January 7, 2026
Die Smartphone-Welt im Jahr 2026 dreht sich nicht mehr nur um größere Akkus oder schärfere Kameras — es geht darum, wie Kerntechnologien wie KI, Lieferketten und neue Formfaktoren neu definieren, was eine "Smartphone-Erfahrung" wirklich bedeutet.
Samsung Electronics hat kürzlich einen großen Vorstoß zur Erweiterung der KI-Funktionen in seinem Mobilgeräteportfolio angekündigt und plant, die Anzahl der Smartphones und Tablets mit erweiterten KI-Funktionen von 400 Millionen auf 800 Millionen Einheiten weltweit im Jahr 2026 zu erhöhen. Diese KI-Funktionen — unterstützt durch Googles Gemini-Modell — umfassen Produktivitätstools, Bildbearbeitung, Übersetzung und kontextbezogene Unterstützung. Ein solcher breiter KI-Einsatz deutet darauf hin, dass Samsung Software-gesteuerten Wert als strategischen Vorteil in einem wettbewerbsintensiven Markt sieht.
Diese KI-Strategie reagiert direkt auf den Marktdruck — einschließlich steigender Kosten für Kernkomponenten wie Speicherchips — indem sie eine stärkere Plattformdifferenzierung schafft. Anstatt nur mit reinen Hardware-Spezifikationen zu konkurrieren, investieren die Hersteller zunehmend in KI-gestützte Benutzererfahrungen, die im Laufe der Zeit durch Software-Updates verbessert werden können.

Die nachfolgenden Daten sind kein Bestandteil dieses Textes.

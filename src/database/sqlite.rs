//! Sqlite-backed timer store.
//!
//! Single thread-safe connection guarded by a mutex; every operation is a
//! short synchronous statement, so the lock is never held across an await.
//! The schema is bootstrapped on open. Timestamps are stored as unix
//! milliseconds, `delivered` as 0/1.

use super::{apply_patch, Timer, TimerPatch, TimerStore};
use crate::core::TimerError;
use async_trait::async_trait;
use chrono::{DateTime, Utc};
use sqlite::{Connection, ConnectionThreadSafe, State};
use std::sync::Mutex;

const SCHEMA: &str = "
    CREATE TABLE IF NOT EXISTS timers (
        id TEXT PRIMARY KEY,
        message TEXT NOT NULL,
        owner TEXT NOT NULL,
        channel TEXT NOT NULL,
        original_due INTEGER NOT NULL,
        effective_due INTEGER NOT NULL,
        created_at INTEGER NOT NULL,
        snooze_count INTEGER NOT NULL DEFAULT 0,
        delivered INTEGER NOT NULL DEFAULT 0
    )
";

const COLUMNS: &str = "id, message, owner, channel, original_due, effective_due, \
                       created_at, snooze_count, delivered";

pub struct SqliteTimerStore {
    conn: Mutex<ConnectionThreadSafe>,
}

impl SqliteTimerStore {
    /// Open (or create) the database at `path` and bootstrap the schema.
    /// `:memory:` gives a throwaway store.
    pub fn open(path: &str) -> Result<Self, TimerError> {
        let conn = Connection::open_thread_safe(path).map_err(TimerError::store)?;
        conn.execute(SCHEMA).map_err(TimerError::store)?;
        Ok(SqliteTimerStore {
            conn: Mutex::new(conn),
        })
    }

    fn lock(&self) -> Result<std::sync::MutexGuard<'_, ConnectionThreadSafe>, TimerError> {
        self.conn
            .lock()
            .map_err(|_| TimerError::Store("connection mutex poisoned".to_string()))
    }

    fn read_timer(statement: &sqlite::Statement<'_>) -> Result<Timer, TimerError> {
        Ok(Timer {
            id: statement.read::<String, _>("id").map_err(TimerError::store)?,
            message: statement
                .read::<String, _>("message")
                .map_err(TimerError::store)?,
            owner: statement
                .read::<String, _>("owner")
                .map_err(TimerError::store)?,
            channel: statement
                .read::<String, _>("channel")
                .map_err(TimerError::store)?,
            original_due: from_millis(
                statement
                    .read::<i64, _>("original_due")
                    .map_err(TimerError::store)?,
            )?,
            effective_due: from_millis(
                statement
                    .read::<i64, _>("effective_due")
                    .map_err(TimerError::store)?,
            )?,
            created_at: from_millis(
                statement
                    .read::<i64, _>("created_at")
                    .map_err(TimerError::store)?,
            )?,
            snooze_count: statement
                .read::<i64, _>("snooze_count")
                .map_err(TimerError::store)? as u32,
            delivered: statement
                .read::<i64, _>("delivered")
                .map_err(TimerError::store)?
                != 0,
        })
    }

    fn collect_rows(mut statement: sqlite::Statement<'_>) -> Result<Vec<Timer>, TimerError> {
        let mut timers = Vec::new();
        while let State::Row = statement.next().map_err(TimerError::store)? {
            timers.push(Self::read_timer(&statement)?);
        }
        Ok(timers)
    }
}

fn from_millis(millis: i64) -> Result<DateTime<Utc>, TimerError> {
    DateTime::from_timestamp_millis(millis)
        .ok_or_else(|| TimerError::Store(format!("timestamp {millis} out of range")))
}

#[async_trait]
impl TimerStore for SqliteTimerStore {
    async fn create(&self, timer: &Timer) -> Result<(), TimerError> {
        let conn = self.lock()?;
        let mut statement = conn
            .prepare(format!(
                "INSERT INTO timers ({COLUMNS}) VALUES (?, ?, ?, ?, ?, ?, ?, ?, ?)"
            ))
            .map_err(TimerError::store)?;
        statement
            .bind((1, timer.id.as_str()))
            .map_err(TimerError::store)?;
        statement
            .bind((2, timer.message.as_str()))
            .map_err(TimerError::store)?;
        statement
            .bind((3, timer.owner.as_str()))
            .map_err(TimerError::store)?;
        statement
            .bind((4, timer.channel.as_str()))
            .map_err(TimerError::store)?;
        statement
            .bind((5, timer.original_due.timestamp_millis()))
            .map_err(TimerError::store)?;
        statement
            .bind((6, timer.effective_due.timestamp_millis()))
            .map_err(TimerError::store)?;
        statement
            .bind((7, timer.created_at.timestamp_millis()))
            .map_err(TimerError::store)?;
        statement
            .bind((8, timer.snooze_count as i64))
            .map_err(TimerError::store)?;
        statement
            .bind((9, timer.delivered as i64))
            .map_err(TimerError::store)?;
        statement.next().map_err(TimerError::store)?;
        Ok(())
    }

    async fn find_unique(&self, id: &str) -> Result<Option<Timer>, TimerError> {
        let conn = self.lock()?;
        let mut statement = conn
            .prepare(format!("SELECT {COLUMNS} FROM timers WHERE id = ?"))
            .map_err(TimerError::store)?;
        statement.bind((1, id)).map_err(TimerError::store)?;

        match statement.next().map_err(TimerError::store)? {
            State::Row => Ok(Some(Self::read_timer(&statement)?)),
            State::Done => Ok(None),
        }
    }

    async fn find_for_owner(
        &self,
        owner: &str,
        only_active: bool,
    ) -> Result<Vec<Timer>, TimerError> {
        let conn = self.lock()?;
        let query = if only_active {
            format!("SELECT {COLUMNS} FROM timers WHERE owner = ? AND delivered = 0")
        } else {
            format!("SELECT {COLUMNS} FROM timers WHERE owner = ?")
        };
        let mut statement = conn.prepare(query).map_err(TimerError::store)?;
        statement.bind((1, owner)).map_err(TimerError::store)?;
        Self::collect_rows(statement)
    }

    async fn find_due(&self, now: DateTime<Utc>) -> Result<Vec<Timer>, TimerError> {
        let conn = self.lock()?;
        let mut statement = conn
            .prepare(format!(
                "SELECT {COLUMNS} FROM timers WHERE effective_due <= ? AND delivered = 0"
            ))
            .map_err(TimerError::store)?;
        statement
            .bind((1, now.timestamp_millis()))
            .map_err(TimerError::store)?;
        Self::collect_rows(statement)
    }

    async fn update(&self, id: &str, patch: TimerPatch) -> Result<Timer, TimerError> {
        let conn = self.lock()?;

        // Read-modify-write; the connection mutex serializes conflicting
        // writers to the same record.
        let mut select = conn
            .prepare(format!("SELECT {COLUMNS} FROM timers WHERE id = ?"))
            .map_err(TimerError::store)?;
        select.bind((1, id)).map_err(TimerError::store)?;
        let mut timer = match select.next().map_err(TimerError::store)? {
            State::Row => Self::read_timer(&select)?,
            State::Done => return Err(TimerError::NotFound(id.to_string())),
        };
        drop(select);

        apply_patch(&mut timer, &patch);

        let mut statement = conn
            .prepare(
                "UPDATE timers SET message = ?, effective_due = ?, snooze_count = ?, \
                 delivered = ? WHERE id = ?",
            )
            .map_err(TimerError::store)?;
        statement
            .bind((1, timer.message.as_str()))
            .map_err(TimerError::store)?;
        statement
            .bind((2, timer.effective_due.timestamp_millis()))
            .map_err(TimerError::store)?;
        statement
            .bind((3, timer.snooze_count as i64))
            .map_err(TimerError::store)?;
        statement
            .bind((4, timer.delivered as i64))
            .map_err(TimerError::store)?;
        statement.bind((5, id)).map_err(TimerError::store)?;
        statement.next().map_err(TimerError::store)?;

        Ok(timer)
    }

    async fn delete(&self, id: &str) -> Result<(), TimerError> {
        let conn = self.lock()?;
        let mut statement = conn
            .prepare("DELETE FROM timers WHERE id = ?")
            .map_err(TimerError::store)?;
        statement.bind((1, id)).map_err(TimerError::store)?;
        statement.next().map_err(TimerError::store)?;
        drop(statement);

        if conn.change_count() == 0 {
            return Err(TimerError::NotFound(id.to_string()));
        }
        Ok(())
    }
}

2026 wird sich auch als ein wichtiges Jahr für faltbare Smartphones und neue Formfaktoren herauskristallisieren. Samsung hat ehrgeizige Designs wie das Galaxy Z TriFold vorgestellt, ein dreifach faltbares Gerät, das sich von einem Telefon in ein tabletähnliches Display verwandelt und zeigt, wie sich die Innovation in Hardware-Formfaktoren weiterentwickelt.
Diese neuen Designs kommen zu einer Zeit, in der Verbraucher nach Geräten suchen, die mehr Vielseitigkeit und Produktivität bieten, insbesondere da Smartphones in Bereiche expandieren, die einst von Tablets und Laptops dominiert wurden.
Hinter den Kulissen spiegeln sich auch Veränderungen in den Lieferkettenbeziehungen in der Industrie wider. So wird Samsung Berichten zufolge der größte Lieferant von DRAM-Speicher für Apples iPhone 17-Serie und macht bis zu 60–70 % der gesamten Speicherversorgung aus. Dies zeigt, wie strategische Partnerschaften sowohl den Wettbewerb als auch die Kostenstrukturen in einem engen Speichermarkt beeinflussen können.
Unterdessen hat der durch die Nachfrage nach KI-Rechenzentren ausgelöste Anstieg der Speicherpreise weitreichendere Auswirkungen: Die Margen stehen unter Druck, die durchschnittlichen Verkaufspreise könnten steigen, und einige Hersteller könnten einen Rückgang des Versandvolumens verzeichnen, da der Kostendruck zunimmt.
Für Smartphone-Käufer im Jahr 2026 bedeutet diese sich entwickelnde Landschaft:
KI-Funktionen und Ökosystemdienste werden zu wesentlichen Kaufüberlegungen.
Innovative Hardware-Designs wie faltbare Geräte verschieben die Grenzen dessen, was Telefone leisten können.
Speicher- und Speicherprioritäten sind wichtiger denn je, da die Komponentenpreise steigen.
Im Wesentlichen werden Smartphones zu Erfahrungsplattformen — die Hardwareleistung, intelligente Software und Formfaktor-Innovation verbinden — und nicht nur zu reinen Kommunikationsgeräten. Dieser Übergang beschleunigt sich nur, da die Branche den Speicherpreisdruck bewältigt und in neue Bereiche wie KI und Multi-Display-Formate investiert.